高齢神経疾患のリハビリテーションによる機能回復機序に関する研究

文献情報

文献番号
199800175A
報告書区分
総括
研究課題名
高齢神経疾患のリハビリテーションによる機能回復機序に関する研究
課題番号
-
研究年度
平成10(1998)年度
研究代表者(所属機関)
宮井 一郎(国立療養所刀根山病院)
研究分担者(所属機関)
  • 鈴木恒彦(ボバース記念病院)
  • 久保田競(日本福祉大学)
  • 中山博文(国立大阪病院)
研究区分
厚生科学研究費補助金 総合的プロジェクト研究分野 長寿科学総合研究事業
研究開始年度
平成10(1998)年度
研究終了予定年度
-
研究費
5,000,000円
研究者交替、所属機関変更
-

研究報告書(概要版)

研究目的
脳卒中や神経変性疾患患者で、病変部位、麻痺肢の運動によるfunctional MRI (fMRI)所見、前頭葉機能とリハビリテーション(リハ)による機能回復との関連を検討することにより、ヒトの脳損傷後の機能回復機序を解析し、最適なリハのストラテジーと環境の構築に寄与することを目的とした。
研究方法
1. 中大脳動脈領域の初回脳梗塞31例を、基底核とPMCを含む脳梗塞(PMC+)12例と基底核とPMC以外の大脳皮質を含む脳梗塞(PMC-)19例の2群に分けてリハ予後を比較した。

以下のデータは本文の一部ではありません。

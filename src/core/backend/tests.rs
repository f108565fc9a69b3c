use super::*;
use crate::utils::test_server::{MockBackendServer, MockResponse};

const LISBON_REPLY: &str = r#"{"message":{"content":"Lisbon itinerary...","sender":"agent","timestamp":"2024-01-01T00:00:00Z"}}"#;

fn unused_base_url() -> String {
    let listener = std::net::TcpListener::bind("127.0.0.1:0").expect("bind");
    let port = listener.local_addr().expect("addr").port();
    drop(listener);
    format!("http://127.0.0.1:{port}")
}

#[tokio::test]
async fn repeated_failed_probes_skip_the_chat_request() {
    let server = MockBackendServer::start(vec![
        ("GET", "/health", MockResponse::status(503)),
        ("POST", "/api/chat", MockResponse::json(200, LISBON_REPLY)),
    ])
    .await;
    let backend = HttpBackend::new(&server.base_url());

    for _ in 0..2 {
        let result = backend.send_message("Plan a trip to Lisbon", "u1").await;
        assert_eq!(result, Err(BackendError::Unavailable));
    }

    assert_eq!(server.request_count("/health").await, 2);
    assert_eq!(server.request_count("/api/chat").await, 0);
    assert!(!backend.is_available());
}

#[tokio::test]
async fn probe_runs_only_while_marked_unavailable() {
    let server = MockBackendServer::start(vec![
        ("GET", "/health", MockResponse::status(200)),
        ("POST", "/api/chat", MockResponse::json(200, LISBON_REPLY)),
    ])
    .await;
    let backend = HttpBackend::new(&server.base_url());

    for _ in 0..3 {
        let message = backend
            .send_message("Plan a trip to Lisbon", "u1")
            .await
            .expect("send should succeed");
        assert_eq!(message.content, "Lisbon itinerary...");
    }

    assert_eq!(server.request_count("/health").await, 1);
    assert_eq!(server.request_count("/api/chat").await, 3);
}

#[tokio::test]
async fn non_success_status_is_request_failed_with_code() {
    let server = MockBackendServer::start(vec![
        ("GET", "/health", MockResponse::status(200)),
        (
            "POST",
            "/api/chat",
            MockResponse::json(500, r#"{"detail":"Internal server error"}"#),
        ),
    ])
    .await;
    let backend = HttpBackend::new(&server.base_url());

    let err = backend
        .send_message("hello", "u1")
        .await
        .expect_err("should fail");
    assert!(matches!(
        err,
        BackendError::RequestFailed {
            status: Some(500),
            ..
        }
    ));
}

#[tokio::test]
async fn malformed_envelopes_are_request_failures() {
    let bodies = [
        "not json",
        r#"{"reply":"wrong key"}"#,
        r#"{"message":{"content":"x","sender":"agent","timestamp":"not a time"}}"#,
        r#"{"message":{"content":"x","sender":"robot","timestamp":"2024-01-01T00:00:00Z"}}"#,
    ];
    for body in bodies {
        let server = MockBackendServer::start(vec![
            ("GET", "/health", MockResponse::status(200)),
            ("POST", "/api/chat", MockResponse::json(200, body)),
        ])
        .await;
        let backend = HttpBackend::new(&server.base_url());

        let err = backend
            .send_message("hello", "u1")
            .await
            .expect_err("malformed body should fail");
        assert!(
            matches!(
                err,
                BackendError::RequestFailed {
                    status: Some(200),
                    ..
                }
            ),
            "unexpected error for {body}: {err:?}"
        );
    }
}

#[tokio::test]
async fn blank_text_fails_before_any_traffic() {
    let server = MockBackendServer::start(Vec::new()).await;
    let backend = HttpBackend::new(&server.base_url());

    assert_eq!(
        backend.send_message("  \n", "u1").await,
        Err(BackendError::EmptyMessage)
    );
    assert!(server.requests().await.is_empty());
}

#[tokio::test]
async fn get_agents_absorbs_every_failure() {
    let failing = [
        MockResponse::status(500),
        MockResponse::json(200, r#"{"success":false,"data":{"agents":[]}}"#),
        MockResponse::json(200, r#"{"agents":[{"id":"a","name":"A"}]}"#),
        MockResponse::json(200, "<html>oops</html>"),
    ];
    for response in failing {
        let server = MockBackendServer::start(vec![("GET", "/api/agents", response)]).await;
        let backend = HttpBackend::new(&server.base_url());
        assert!(backend.fetch_agents().await.is_err());
        assert!(backend.get_agents().await.is_empty());
    }

    let backend = HttpBackend::new(&unused_base_url());
    assert!(backend.get_agents().await.is_empty());
}

#[tokio::test]
async fn get_agents_returns_backend_list() {
    let server = MockBackendServer::start(vec![(
        "GET",
        "/api/agents",
        MockResponse::json(
            200,
            r##"{"success":true,"data":{"agents":[
                {"id":"orchestrator","name":"Orchestrator","type":"orchestrator","description":"Main coordinator","specialization":["Coordination","Routing"],"color":"#2563EB","icon":"Bot","active":true},
                {"id":"offers-manager","name":"Deals Manager","type":"offers","description":"Finds deals","specialization":["Deals"],"color":"#16A34A","icon":"Tag","active":false}
            ]}}"##,
        ),
    )])
    .await;
    let backend = HttpBackend::new(&server.base_url());

    let agents = backend.get_agents().await;
    let ids: Vec<&str> = agents.iter().map(|agent| agent.id.as_str()).collect();
    assert_eq!(ids, vec!["orchestrator", "offers-manager"]);
    assert!(!agents[1].active);
}

#[tokio::test]
async fn switch_requires_backend_confirmation() {
    let server = MockBackendServer::start(vec![
        ("POST", "/api/llm/switch", MockResponse::json(200, r#"{"success":false}"#)),
        ("POST", "/api/llm/switch", MockResponse::status(400)),
        ("POST", "/api/llm/switch", MockResponse::json(200, r#"{"success":true}"#)),
    ])
    .await;
    let backend = HttpBackend::new(&server.base_url());

    assert_eq!(
        backend.switch_provider("google").await,
        Err(BackendError::SwitchRejected {
            provider: "google".to_string()
        })
    );
    assert!(matches!(
        backend.switch_provider("google").await,
        Err(BackendError::FetchFailed { .. })
    ));
    assert_eq!(backend.switch_provider("google").await, Ok(()));
}

#[tokio::test]
async fn providers_snapshot_tolerates_missing_optional_fields() {
    let server = MockBackendServer::start(vec![(
        "GET",
        "/api/llm/providers",
        MockResponse::json(
            200,
            r#"{"success":true,"data":{"providers":{"openai":{"available":true}},"default":"anthropic"}}"#,
        ),
    )])
    .await;
    let backend = HttpBackend::new(&server.base_url());

    let snapshot = backend.fetch_providers().await.expect("providers");
    assert_eq!(snapshot.total(), 1);
    assert_eq!(snapshot.default_key(), None);
    let openai = snapshot.get("openai").expect("openai");
    assert!(openai.models.is_empty());
    assert!(openai.status.is_empty());
}

#[test]
fn error_messages_are_descriptive() {
    assert_eq!(
        BackendError::RequestFailed {
            status: Some(502),
            reason: "non-success status".to_string()
        }
        .to_string(),
        "Request failed with status 502: non-success status"
    );
    assert_eq!(
        BackendError::FetchFailed {
            resource: "agents",
            reason: "timeout".to_string()
        }
        .to_string(),
        "Failed to fetch agents: timeout"
    );
}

2. 脳卒中による片麻痺患者5例とコントロールとして健常者5例(全例右利き)でfMRIを島津製1.0 tesla超伝導装置を用いて、flow compensationによるgradient echo法で撮像した。タスクは麻痺側手指の把握運動を用いた。3. 画像上、前頭連合野に病変を有し、非麻痺側の上肢の運動機能には障害が認められない発症後5ヶ月以上の脳卒中による片麻痺患者14例と健常者27名で、コンピューター制御の下で行う、タッチスクリーン上の視覚刺激表示を用いた遅延反応-DRテストと、その準備操作としてのプレテスト-MGテストを行った。4. 頭部外傷により両側前頭葉吻側に病変を生じ、神経学的所見や一般的な知能検査が正常であったにもかかわらず、持続性の社会的行為の障害を呈した20才右利き男性での、症状の改善と前頭葉機能の関連の検討した。5. 脳卒中地域研究The Copenhagen Stroke Studyのデータベース(人口24万人の地域で1991年9月から25ヶ月間に発症した急性脳卒中患者、連続1197名を対象とした予後調査)を用いて、入院期間別に重症度別患者構成の変化を入院時のScandinavian Stroke Scale (SSS)スコアによって、最重症(SSS 0-14)、重症(SSS 15-29)、中等症(SSS 30-44)、軽症(SSS 45-58)に分け、入院患者に占める、最重症、重症、中等症、軽症患者の比率を入院期間別に調べた。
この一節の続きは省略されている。